Essential role of Shp2-binding sites on FRS2α for corticogenesis and for FGF2-dependent proliferation of neural progenitor cells

Mammalian corticogenesis occurs through a complex process that includes neurogenesis, in which neural progenitor cells proliferate, differentiate, and migrate. It has been reported recently that neurogenesis occurs in the subventricular zone (SVZ), a region previously thought to be the primary site of gliogenesis. It has been recognized that in the SVZ, intermediate progenitor cells, derived from radial glial cells that are multipotent neural stem cells, produce only neurons. However, the molecular mechanisms underlying the regulation of neural stem cells and intermediate progenitor cells as well as their contribution to overall corticogenesis remain unknown.
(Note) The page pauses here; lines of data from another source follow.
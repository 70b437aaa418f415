//! Upstream Messari data model.
//!
//! Only the fields the service reasons about are typed. Everything else the
//! upstream sends is kept in flattened `extra` maps so the proxy routes re-emit
//! it unchanged.

use serde::{Deserialize, Serialize};

/// Catch-all for upstream fields that are passed through untouched.
pub type JsonMap = serde_json::Map<String, serde_json::Value>;

/// Request status block present on every Messari response.
#[derive(Debug, Clone, Default, PartialEq, Serialize, Deserialize)]
pub struct Status {
    #[serde(default, skip_serializing_if = "Option::is_none")]
    pub elapsed: Option<f64>,
    #[serde(default, skip_serializing_if = "Option::is_none")]
    pub timestamp: Option<String>,
    #[serde(default, skip_serializing_if = "Option::is_none")]
    pub error_code: Option<u16>,
    #[serde(default, skip_serializing_if = "Option::is_none")]
    pub error_message: Option<String>,
}

/// Response of `GET /api/v2/assets`.
#[derive(Debug, Clone, Default, Serialize, Deserialize)]
pub struct AllAssetsResponse {
    #[serde(default)]
    pub status: Status,
    /// `None` when the upstream omitted `data` or sent `null`.
    #[serde(default)]
    pub data: Option<Vec<Asset>>,
}

/// Response of `GET /api/v1/assets/{key}`.
#[derive(Debug, Clone, Serialize, Deserialize)]
pub struct AssetResponse {
    #[serde(default)]
    pub status: Status,
    pub data: AssetMetadata,
}

/// Response of `GET /api/v1/assets/{key}/metrics`.
#[derive(Debug, Clone, Serialize, Deserialize)]
pub struct AssetMetricsResponse {
    #[serde(default)]
    pub status: Status,
    pub data: AssetMetricsData,
}

/// Basic identifying metadata of an asset.
#[derive(Debug, Clone, Default, PartialEq, Serialize, Deserialize)]
pub struct AssetMetadata {
    #[serde(default, skip_serializing_if = "Option::is_none")]
    pub id: Option<String>,
    #[serde(default, skip_serializing_if = "Option::is_none")]
    pub symbol: Option<String>,
    #[serde(default, skip_serializing_if = "Option::is_none")]
    pub name: Option<String>,
    #[serde(default, skip_serializing_if = "Option::is_none")]
    pub slug: Option<String>,
    #[serde(flatten)]
    pub extra: JsonMap,
}

/// Metadata and metrics of one asset, as returned flat by the metrics endpoint.
#[derive(Debug, Clone, Default, PartialEq, Serialize, Deserialize)]
pub struct AssetMetricsData {
    #[serde(default, skip_serializing_if = "Option::is_none")]
    pub id: Option<String>,
    #[serde(default, skip_serializing_if = "Option::is_none")]
    pub symbol: Option<String>,
    #[serde(default, skip_serializing_if = "Option::is_none")]
    pub name: Option<String>,
    #[serde(default, skip_serializing_if = "Option::is_none")]
    pub slug: Option<String>,
    #[serde(flatten)]
    pub metrics: Metrics,
}

/// A cryptocurrency asset as listed by `/api/v2/assets`.
#[derive(Debug, Clone, Default, PartialEq, Serialize, Deserialize)]
pub struct Asset {
    #[serde(default, skip_serializing_if = "Option::is_none")]
    pub id: Option<String>,
    #[serde(default, skip_serializing_if = "Option::is_none")]
    pub symbol: Option<String>,
    #[serde(default, skip_serializing_if = "Option::is_none")]
    pub name: Option<String>,
    #[serde(default, skip_serializing_if = "Option::is_none")]
    pub slug: Option<String>,
    #[serde(default, skip_serializing_if = "Option::is_none")]
    pub metrics: Option<Metrics>,
    #[serde(default, skip_serializing_if = "Option::is_none")]
    pub profile: Option<Profile>,
    #[serde(flatten)]
    pub extra: JsonMap,
}

impl Asset {
    /// Current market cap in USD; `0.0` when the upstream has none.
    pub fn market_cap_usd(&self) -> f64 {
        self.metrics
            .as_ref()
            .and_then(|m| m.marketcap.as_ref())
            .and_then(|c| c.current_marketcap_usd)
            .unwrap_or(0.0)
    }

    /// Trading volume over the last 24 hours; `0.0` when missing.
    pub fn volume_24h(&self) -> f64 {
        self.market_data()
            .and_then(|d| d.volume_last_24_hours)
            .unwrap_or(0.0)
    }

    /// USD price change over the last 24 hours, in percent; `0.0` when missing.
    pub fn percent_change_24h_usd(&self) -> f64 {
        self.market_data()
            .and_then(|d| d.percent_change_usd_last_24_hours)
            .unwrap_or(0.0)
    }

    /// The asset's tag. Messari models this as a single string, not a list.
    pub fn tag(&self) -> Option<&str> {
        self.overview().and_then(|o| o.tags.as_deref())
    }

    pub fn sector(&self) -> Option<&str> {
        self.overview().and_then(|o| o.sector.as_deref())
    }

    fn market_data(&self) -> Option<&MarketData> {
        self.metrics.as_ref().and_then(|m| m.market_data.as_ref())
    }

    fn overview(&self) -> Option<&GeneralOverview> {
        self.profile
            .as_ref()
            .and_then(|p| p.general.as_ref())
            .and_then(|g| g.overview.as_ref())
    }
}

/// An asset's collection of metrics.
#[derive(Debug, Clone, Default, PartialEq, Serialize, Deserialize)]
pub struct Metrics {
    #[serde(default, skip_serializing_if = "Option::is_none")]
    pub market_data: Option<MarketData>,
    #[serde(default, skip_serializing_if = "Option::is_none")]
    pub marketcap: Option<Marketcap>,
    #[serde(default, skip_serializing_if = "Option::is_none")]
    pub supply: Option<Supply>,
    #[serde(flatten)]
    pub extra: JsonMap,
}

#[derive(Debug, Clone, Default, PartialEq, Serialize, Deserialize)]
pub struct MarketData {
    #[serde(default, skip_serializing_if = "Option::is_none")]
    pub price_usd: Option<f64>,
    #[serde(default, skip_serializing_if = "Option::is_none")]
    pub price_btc: Option<f64>,
    #[serde(default, skip_serializing_if = "Option::is_none")]
    pub price_eth: Option<f64>,
    #[serde(default, skip_serializing_if = "Option::is_none")]
    pub volume_last_24_hours: Option<f64>,
    #[serde(default, skip_serializing_if = "Option::is_none")]
    pub real_volume_last_24_hours: Option<f64>,
    #[serde(default, skip_serializing_if = "Option::is_none")]
    pub volume_last_24_hours_overstatement_multiple: Option<f64>,
    #[serde(default, skip_serializing_if = "Option::is_none")]
    pub percent_change_usd_last_1_hour: Option<f64>,
    #[serde(default, skip_serializing_if = "Option::is_none")]
    pub percent_change_usd_last_24_hours: Option<f64>,
    #[serde(default, skip_serializing_if = "Option::is_none")]
    pub percent_change_btc_last_24_hours: Option<f64>,
    #[serde(default, skip_serializing_if = "Option::is_none")]
    pub percent_change_eth_last_24_hours: Option<f64>,
    #[serde(default, skip_serializing_if = "Option::is_none")]
    pub ohlcv_last_1_hour: Option<Ohlcv>,
    #[serde(default, skip_serializing_if = "Option::is_none")]
    pub ohlcv_last_24_hour: Option<Ohlcv>,
    #[serde(default, skip_serializing_if = "Option::is_none")]
    pub last_trade_at: Option<String>,
    #[serde(flatten)]
    pub extra: JsonMap,
}

/// Open/high/low/close/volume candle.
#[derive(Debug, Clone, Default, PartialEq, Serialize, Deserialize)]
pub struct Ohlcv {
    #[serde(default, skip_serializing_if = "Option::is_none")]
    pub open: Option<f64>,
    #[serde(default, skip_serializing_if = "Option::is_none")]
    pub high: Option<f64>,
    #[serde(default, skip_serializing_if = "Option::is_none")]
    pub low: Option<f64>,
    #[serde(default, skip_serializing_if = "Option::is_none")]
    pub close: Option<f64>,
    #[serde(default, skip_serializing_if = "Option::is_none")]
    pub volume: Option<f64>,
}

#[derive(Debug, Clone, Default, PartialEq, Serialize, Deserialize)]
pub struct Marketcap {
    #[serde(default, skip_serializing_if = "Option::is_none")]
    pub marketcap_dominance_percent: Option<f64>,
    #[serde(default, skip_serializing_if = "Option::is_none")]
    pub current_marketcap_usd: Option<f64>,
    #[serde(default, skip_serializing_if = "Option::is_none")]
    pub y_2050_marketcap_usd: Option<f64>,
    #[serde(default, skip_serializing_if = "Option::is_none")]
    pub y_plus10_marketcap_usd: Option<f64>,
    #[serde(default, skip_serializing_if = "Option::is_none")]
    pub liquid_marketcap_usd: Option<f64>,
    #[serde(default, skip_serializing_if = "Option::is_none")]
    pub realized_marketcap_usd: Option<f64>,
    #[serde(default, skip_serializing_if = "Option::is_none")]
    pub volume_turnover_last_24_hours_percent: Option<f64>,
    #[serde(flatten)]
    pub extra: JsonMap,
}

#[derive(Debug, Clone, Default, PartialEq, Serialize, Deserialize)]
pub struct Supply {
    #[serde(default, skip_serializing_if = "Option::is_none")]
    pub y_2050: Option<f64>,
    #[serde(default, skip_serializing_if = "Option::is_none")]
    pub y_plus10: Option<f64>,
    #[serde(default, skip_serializing_if = "Option::is_none")]
    pub liquid: Option<f64>,
    #[serde(default, skip_serializing_if = "Option::is_none")]
    pub circulating: Option<f64>,
    #[serde(default, skip_serializing_if = "Option::is_none")]
    pub y_2050_issued_percent: Option<f64>,
    #[serde(default, skip_serializing_if = "Option::is_none")]
    pub annual_inflation_percent: Option<f64>,
    #[serde(default, skip_serializing_if = "Option::is_none")]
    pub stock_to_flow: Option<f64>,
    #[serde(default, skip_serializing_if = "Option::is_none")]
    pub y_plus10_issued_percent: Option<f64>,
    #[serde(flatten)]
    pub extra: JsonMap,
}

/// An asset's profile. Only `general.overview` is typed.
#[derive(Debug, Clone, Default, PartialEq, Serialize, Deserialize)]
pub struct Profile {
    #[serde(default, skip_serializing_if = "Option::is_none")]
    pub general: Option<ProfileGeneral>,
    #[serde(flatten)]
    pub extra: JsonMap,
}

#[derive(Debug, Clone, Default, PartialEq, Serialize, Deserialize)]
pub struct ProfileGeneral {
    #[serde(default, skip_serializing_if = "Option::is_none")]
    pub overview: Option<GeneralOverview>,
    #[serde(flatten)]
    pub extra: JsonMap,
}

#[derive(Debug, Clone, Default, PartialEq, Serialize, Deserialize)]
pub struct GeneralOverview {
    #[serde(default, skip_serializing_if = "Option::is_none")]
    pub is_verified: Option<bool>,
    #[serde(default, skip_serializing_if = "Option::is_none")]
    pub tagline: Option<String>,
    #[serde(default, skip_serializing_if = "Option::is_none")]
    pub category: Option<String>,
    #[serde(default, skip_serializing_if = "Option::is_none")]
    pub sector: Option<String>,
    #[serde(default, skip_serializing_if = "Option::is_none")]
    pub tags: Option<String>,
    #[serde(default, skip_serializing_if = "Option::is_none")]
    pub project_details: Option<String>,
    #[serde(default, skip_serializing_if = "Option::is_none")]
    pub official_links: Option<Vec<Link>>,
    #[serde(flatten)]
    pub extra: JsonMap,
}

/// A named external link (official site, explorer, ...).
#[derive(Debug, Clone, Default, PartialEq, Serialize, Deserialize)]
pub struct Link {
    #[serde(default, skip_serializing_if = "Option::is_none")]
    pub name: Option<String>,
    #[serde(default, skip_serializing_if = "Option::is_none")]
    pub link: Option<String>,
}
The docking protein FRS2α is a major mediator of signaling by means of FGFs and neurotrophins. FRS2α mediates many of its pleiotropic cellular responses by recruiting the adaptor protein Grb2 and the protein tyrosine phosphatase Shp2 upon ligand stimulation. Here, we report that targeted disruption of Shp2-binding sites in FRS2α leads to severe impairment in cerebral cortex development in mutant mice. The defect in corticogenesis appears to be due at least in part to abnormalities in intermediate progenitor cells. Genetic evidence is provided that FRS2α plays critical roles in the maintenance of intermediate progenitor cells and in neurogenesis in the cerebral cortex. Moreover, FGF2-responsive neurospheres, which are cell aggregates derived from neural stem/progenitor cells (NSPCs), from FRS2α mutant mice were smaller than those of WT mice. However, mutant NSPCs were able to self-renew, demonstrating that Shp2-binding sites on FRS2α play an important role in NSPC proliferation but are dispensable for NSPC self-renewing capacity after FGF2 stimulation.